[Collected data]
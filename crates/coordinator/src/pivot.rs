//! Pivot ownership, failed-import accounting and pivot repositioning.

use crate::error::SyncError;
use crate::manager::FastSyncManager;
use dashmap::DashMap;
use fastsync_core::{BlockRef, PeerId, PeerInfo, TriePlane, H256};
use parking_lot::RwLock;
use std::sync::atomic::{AtomicU32, Ordering};
use tracing::{debug, error, info, warn};

/// Block fast sync targets.
#[derive(Debug, Clone, PartialEq, Eq)]
pub struct Pivot {
    /// Height, always equal to `block.number`
    pub number: u64,
    /// Hash, always equal to `block.hash`
    pub hash: H256,
    /// The pivot block
    pub block: BlockRef,
}

impl Pivot {
    fn from_block(block: BlockRef) -> Self {
        Self {
            number: block.number,
            hash: block.hash,
            block,
        }
    }

    /// Root of the world state to download.
    pub fn state_root(&self) -> H256 {
        self.block.state_root
    }
}

#[derive(Debug, Default)]
struct PivotSlot {
    pivot: Option<Pivot>,
    number: Option<u64>,
}

/// Current pivot plus failure counters.
#[derive(Debug, Default)]
pub struct PivotController {
    slot: RwLock<PivotSlot>,
    inconsistencies: AtomicU32,
    peer_failures: DashMap<PeerId, u32>,
}

impl PivotController {
    /// Creates a controller with no pivot.
    pub fn new() -> Self {
        Self::default()
    }

    pub(crate) fn set(&self, block: BlockRef) {
        let mut slot = self.slot.write();
        slot.number = Some(block.number);
        slot.pivot = Some(Pivot::from_block(block));
    }

    /// Sets the height alone, dropping a pivot block of another height.
    pub(crate) fn set_number(&self, number: u64) {
        let mut slot = self.slot.write();
        if slot.pivot.as_ref().is_some_and(|p| p.number != number) {
            slot.pivot = None;
        }
        slot.number = Some(number);
    }

    /// Current pivot block.
    pub fn current(&self) -> Option<Pivot> {
        self.slot.read().pivot.clone()
    }

    /// Current pivot height.
    pub fn number(&self) -> Option<u64> {
        self.slot.read().number
    }

    /// Failed imports counted against the current pivot.
    pub fn inconsistencies(&self) -> u32 {
        self.inconsistencies.load(Ordering::Acquire)
    }

    /// Failures counted against `peer` since its last disconnect.
    pub fn peer_failures(&self, peer: PeerId) -> u32 {
        self.peer_failures.get(&peer).map_or(0, |count| *count)
    }

    /// Counts a failed import. Returns true for the one caller whose failure
    /// reaches `threshold`; the counter restarts from zero for it.
    fn record_inconsistency(&self, threshold: u32) -> bool {
        let previous = self
            .inconsistencies
            .fetch_update(Ordering::AcqRel, Ordering::Acquire, |count| {
                let next = count.saturating_add(1);
                Some(if next >= threshold { 0 } else { next })
            })
            .unwrap_or_else(|count| count);
        previous.saturating_add(1) >= threshold
    }

    fn reset_inconsistencies(&self) {
        self.inconsistencies.store(0, Ordering::Release);
    }

    fn record_peer_failure(&self, peer: PeerId) -> u32 {
        let mut count = self.peer_failures.entry(peer).or_insert(0);
        *count += 1;
        *count
    }

    fn clear_peer(&self, peer: PeerId) {
        self.peer_failures.remove(&peer);
    }
}

impl FastSyncManager {
    /// Replaces the pivot. Ignored when disabled.
    pub fn set_pivot(&self, block: BlockRef) {
        if !self.is_enabled() {
            return;
        }
        info!(
            target: "fastsync::pivot",
            number = block.number,
            hash = %block.hash,
            "pivot set"
        );
        self.pivot.set(block);
        self.pivot.reset_inconsistencies();
    }

    /// Current pivot.
    pub fn pivot(&self) -> Option<Pivot> {
        self.pivot.current()
    }

    /// Current pivot height.
    pub fn pivot_number(&self) -> Option<u64> {
        self.pivot.number()
    }

    /// Current pivot hash.
    pub fn pivot_hash(&self) -> Option<H256> {
        self.pivot.current().map(|p| p.hash)
    }

    /// Pivot state and failure counters.
    pub fn pivot_controller(&self) -> &PivotController {
        &self.pivot
    }

    /// True if `peer` announces a best block above the pivot.
    ///
    /// Any peer qualifies while no pivot height is known.
    pub fn is_above_pivot(&self, peer: &PeerInfo) -> bool {
        self.is_enabled()
            && self
                .pivot_number()
                .map_or(true, |number| peer.best_block_number > number)
    }

    /// Handles a trie node that could not be admitted.
    ///
    /// The peer is always charged with the failure. Bytes that do not hash to
    /// their key are the peer's fault alone; only a conflict with an already
    /// imported value counts against the pivot, which moves back once enough
    /// conflicts accumulate around it. Returns the new pivot height when the
    /// pivot moved.
    pub fn handle_failed_import(
        &self,
        key: H256,
        value: &[u8],
        plane: TriePlane,
        peer: PeerId,
        peer_display: &str,
    ) -> Option<u64> {
        if !self.is_enabled() || self.complete.load(Ordering::Acquire) {
            return None;
        }
        let actual = H256::keccak(value);
        let failure = if actual != key {
            SyncError::HashMismatch { key, actual }
        } else {
            SyncError::ConflictingValue { key, plane }
        };
        warn!(
            target: "fastsync::pivot",
            peer = %peer_display,
            value_len = value.len(),
            error = %failure,
            "failed trie import"
        );
        self.report_peer(peer, peer_display, &failure);
        if failure.is_peer_attributable() {
            return None;
        }

        if self
            .pivot
            .record_inconsistency(self.config.pivot_inconsistency_threshold)
        {
            self.reposition_pivot()
        } else {
            None
        }
    }

    /// Charges `peer` with `failure` and disconnects it at the threshold.
    pub fn report_peer(&self, peer: PeerId, peer_display: &str, failure: &SyncError) {
        let failures = self.pivot.record_peer_failure(peer);
        debug!(target: "fastsync::pivot", peer = %peer_display, failures, reason = %failure, "peer failure");
        if failures >= self.config.peer_failure_threshold {
            warn!(
                target: "fastsync::pivot",
                peer = %peer_display,
                failures,
                "disconnecting peer"
            );
            self.transport().disconnect(peer, peer_display);
            self.pivot.clear_peer(peer);
        }
    }

    /// Moves the pivot back and restarts the world-state download from it.
    ///
    /// Returns the new pivot height, or `None` when the pivot stayed.
    pub fn reposition_pivot(&self) -> Option<u64> {
        let Some(current) = self.pivot_number() else {
            warn!(target: "fastsync::pivot", "no pivot to reposition");
            return None;
        };
        let target = current.saturating_sub(self.config.pivot_reposition_distance);
        if target == current {
            warn!(target: "fastsync::pivot", number = current, "pivot already at genesis");
            return None;
        }
        let Some(block) = self.chain().get_block_by_number(target) else {
            warn!(
                target: "fastsync::pivot",
                from = current,
                to = target,
                "pivot target block unavailable"
            );
            return None;
        };

        // the head set when block data latched belongs to the abandoned pivot
        if self.is_complete_blocks() {
            let chain = self.chain();
            chain.set_best_block(&block);
            chain.prune_and_correct();
            chain.flush();
        }

        let state_root = block.state_root;
        self.pivot.set(block);
        self.pivot.reset_inconsistencies();
        self.missing_state.clear();
        self.missing_storage.clear();
        self.imported.clear();

        let seeded = match self.trie().traverse_from(&state_root, TriePlane::State) {
            Ok(missing) => self.missing_state.offer_all(missing),
            Err(err) => {
                warn!(target: "fastsync::pivot", error = %err, "failed to traverse new pivot state");
                0
            }
        };
        info!(
            target: "fastsync::pivot",
            from = current,
            to = target,
            seeded,
            "pivot repositioned"
        );
        Some(target)
    }

    /// Disables fast sync and builds the error surfaced to the caller.
    pub(crate) fn fail_fatal(&self, reason: impl Into<String>) -> SyncError {
        let reason = reason.into();
        error!(target: "fastsync::pivot", %reason, "unrecoverable fast sync inconsistency");
        self.disable();
        SyncError::Unrecoverable(reason)
    }
}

→ **Task details**: What is needed is each line of the data, printed exactly.

→ **Response**:
filename crates/coordinator/src/pivot.rs
//! Pivot ownership, failed-import accounting and pivot repositioning.

use crate::error::SyncError;
use crate::manager::FastSyncManager;
use dashmap::DashMap;
use fastsync_core::{BlockRef, PeerId, PeerInfo, TriePlane, H256};
use parking_lot::RwLock;
use std::sync::atomic::{AtomicU32, Ordering};
use tracing::{debug, error, info, warn};

/// Block fast sync targets.
#[derive(Debug, Clone, PartialEq, Eq)]
pub struct Pivot {
    /// Height, always equal to `block.number`
    pub number: u64,
    /// Hash, always equal to `block.hash`
    pub hash: H256,
    /// The pivot block
    pub block: BlockRef,
}

impl Pivot {
    fn from_block(block: BlockRef) -> Self {
        Self {
            number: block.number,
            hash: block.hash,
            block,
        }
    }

    /// Root of the world state to download.
    pub fn state_root(&self) -> H256 {
        self.block.state_root
    }
}

#[derive(Debug, Default)]
struct PivotSlot {
    pivot: Option<Pivot>,
    number: Option<u64>,
}

/// Current pivot plus failure counters.
#[derive(Debug, Default)]
pub struct PivotController {
    slot: RwLock<PivotSlot>,
    inconsistencies: AtomicU32,
    peer_failures: DashMap<PeerId, u32>,
}

impl PivotController {
    /// Creates a controller with no pivot.
    pub fn new() -> Self {
        Self::default()
    }

    pub(crate) fn set(&self, block: BlockRef) {
        let mut slot = self.slot.write();
        slot.number = Some(block.number);
        slot.pivot = Some(Pivot::from_block(block));
    }

    /// Sets the height alone, dropping a pivot block of another height.
    pub(crate) fn set_number(&self, number: u64) {
        let mut slot = self.slot.write();
        if slot.pivot.as_ref().is_some_and(|p| p.number != number) {
            slot.pivot = None;
        }
        slot.number = Some(number);
    }

    /// Current pivot block.
    pub fn current(&self) -> Option<Pivot> {
        self.slot.read().pivot.clone()
    }

    /// Current pivot height.
    pub fn number(&self) -> Option<u64> {
        self.slot.read().number
    }

    /// Failed imports counted against the current pivot.
    pub fn inconsistencies(&self) -> u32 {
        self.inconsistencies.load(Ordering::Acquire)
    }

    /// Failures counted against `peer` since its last disconnect.
    pub fn peer_failures(&self, peer: PeerId) -> u32 {
        self.peer_failures.get(&peer).map_or(0, |count| *count)
    }

    /// Counts a failed import. Returns true for the one caller whose failure
    /// reaches `threshold`; the counter restarts from zero for it.
    fn record_inconsistency(&self, threshold: u32) -> bool {
        let previous = self
            .inconsistencies
            .fetch_update(Ordering::AcqRel, Ordering::Acquire, |count| {
                let next = count.saturating_add(1);
                Some(if next >= threshold { 0 } else { next })
            })
            .unwrap_or_else(|count| count);
        previous.saturating_add(1) >= threshold
    }

    fn reset_inconsistencies(&self) {
        self.inconsistencies.store(0, Ordering::Release);
    }

    fn record_peer_failure(&self, peer: PeerId) -> u32 {
        let mut count = self.peer_failures.entry(peer).or_insert(0);
        *count += 1;
        *count
    }

    fn clear_peer(&self, peer: PeerId) {
        self.peer_failures.remove(&peer);
    }
}

impl FastSyncManager {
    /// Replaces the pivot. Ignored when disabled.
    pub fn set_pivot(&self, block: BlockRef) {
        if !self.is_enabled() {
            return;
        }
        info!(
            target: "fastsync::pivot",
            number = block.number,
            hash = %block.hash,
            "pivot set"
        );
        self.pivot.set(block);
        self.pivot.reset_inconsistencies();
    }

    /// Current pivot.
    pub fn pivot(&self) -> Option<Pivot> {
        self.pivot.current()
    }

    /// Current pivot height.
    pub fn pivot_number(&self) -> Option<u64> {
        self.pivot.number()
    }

    /// Current pivot hash.
    pub fn pivot_hash(&self) -> Option<H256> {
        self.pivot.current().map(|p| p.hash)
    }

    /// Pivot state and failure counters.
    pub fn pivot_controller(&self) -> &PivotController {
        &self.pivot
    }

    /// True if `peer` announces a best block above the pivot.
    ///
    /// Any peer qualifies while no pivot height is known.
    pub fn is_above_pivot(&self, peer: &PeerInfo) -> bool {
        self.is_enabled()
            && self
                .pivot_number()
                .map_or(true, |number| peer.best_block_number > number)
    }

    /// Handles a trie node that could not be admitted.
    ///
    /// The peer is always charged with the failure. Bytes that do not hash to
    /// their key are the peer's fault alone; only a conflict with an already
    /// imported value counts against the pivot, which moves back once enough
    /// conflicts accumulate around it. Returns the new pivot height when the
    /// pivot moved.
    pub fn handle_failed_import(
        &self,
        key: H256,
        value: &[u8],
        plane: TriePlane,
        peer: PeerId,
        peer_display: &str,
    ) -> Option<u64> {
        if !self.is_enabled() || self.complete.load(Ordering::Acquire) {
            return None;
        }
        let actual = H256::keccak(value);
        let failure = if actual != key {
            SyncError::HashMismatch { key, actual }
        } else {
            SyncError::ConflictingValue { key, plane }
        };
        warn!(
            target: "fastsync::pivot",
            peer = %peer_display,
            value_len = value.len(),
            error = %failure,
            "failed trie import"
        );
        self.report_peer(peer, peer_display, &failure);
        if failure.is_peer_attributable() {
            return None;
        }

        if self
            .pivot
            .record_inconsistency(self.config.pivot_inconsistency_threshold)
        {
            self.reposition_pivot()
        } else {
            None
        }
    }

    /// Charges `peer` with `failure` and disconnects it at the threshold.
    pub fn report_peer(&self, peer: PeerId, peer_display: &str, failure: &SyncError) {
        let failures = self.pivot.record_peer_failure(peer);
        debug!(target: "fastsync::pivot", peer = %peer_display, failures, reason = %failure, "peer failure");
        if failures >= self.config.peer_failure_threshold {
            warn!(
                target: "fastsync::pivot",
                peer = %peer_display,
                failures,
                "disconnecting peer"
            );
            self.transport().disconnect(peer, peer_display);
            self.pivot.clear_peer(peer);
        }
    }

    /// Moves the pivot back and restarts the world-state download from it.
    ///
    /// Returns the new pivot height, or `None` when the pivot stayed.
    pub fn reposition_pivot(&self) -> Option<u64> {
        let Some(current) = self.pivot_number() else {
            warn!(target: "fastsync::pivot", "no pivot to reposition");
            return None;
        };
        let target = current.saturating_sub(self.config.pivot_reposition_distance);
        if target == current {
            warn!(target: "fastsync::pivot", number = current, "pivot already at genesis");
            return None;
        }
        let Some(block) = self.chain().get_block_by_number(target) else {
            warn!(
                target: "fastsync::pivot",
                from = current,
                to = target,
                "pivot target block unavailable"
            );
            return None;
        };

        // the head set when block data latched belongs to the abandoned pivot
        if self.is_complete_blocks() {
            let chain = self.chain();
            chain.set_best_block(&block);
            chain.prune_and_correct();
            chain.flush();
        }

        let state_root = block.state_root;
        self.pivot.set(block);
        self.pivot.reset_inconsistencies();
        self.missing_state.clear();
        self.missing_storage.clear();
        self.imported.clear();

        let seeded = match self.trie().traverse_from(&state_root, TriePlane::State) {
            Ok(missing) => self.missing_state.offer_all(missing),
            Err(err) => {
                warn!(target: "fastsync::pivot", error = %err, "failed to traverse new pivot state");
                0
            }
        };
        info!(
            target: "fastsync::pivot",
            from = current,
            to = target,
            seeded,
            "pivot repositioned"
        );
        Some(target)
    }

    /// Disables fast sync and builds the error surfaced to the caller.
    pub(crate) fn fail_fatal(&self, reason: impl Into<String>) -> SyncError {
        let reason = reason.into();
        error!(target: "fastsync::pivot", %reason, "unrecoverable fast sync inconsistency");
        self.disable();
        SyncError::Unrecoverable(reason)
    }
}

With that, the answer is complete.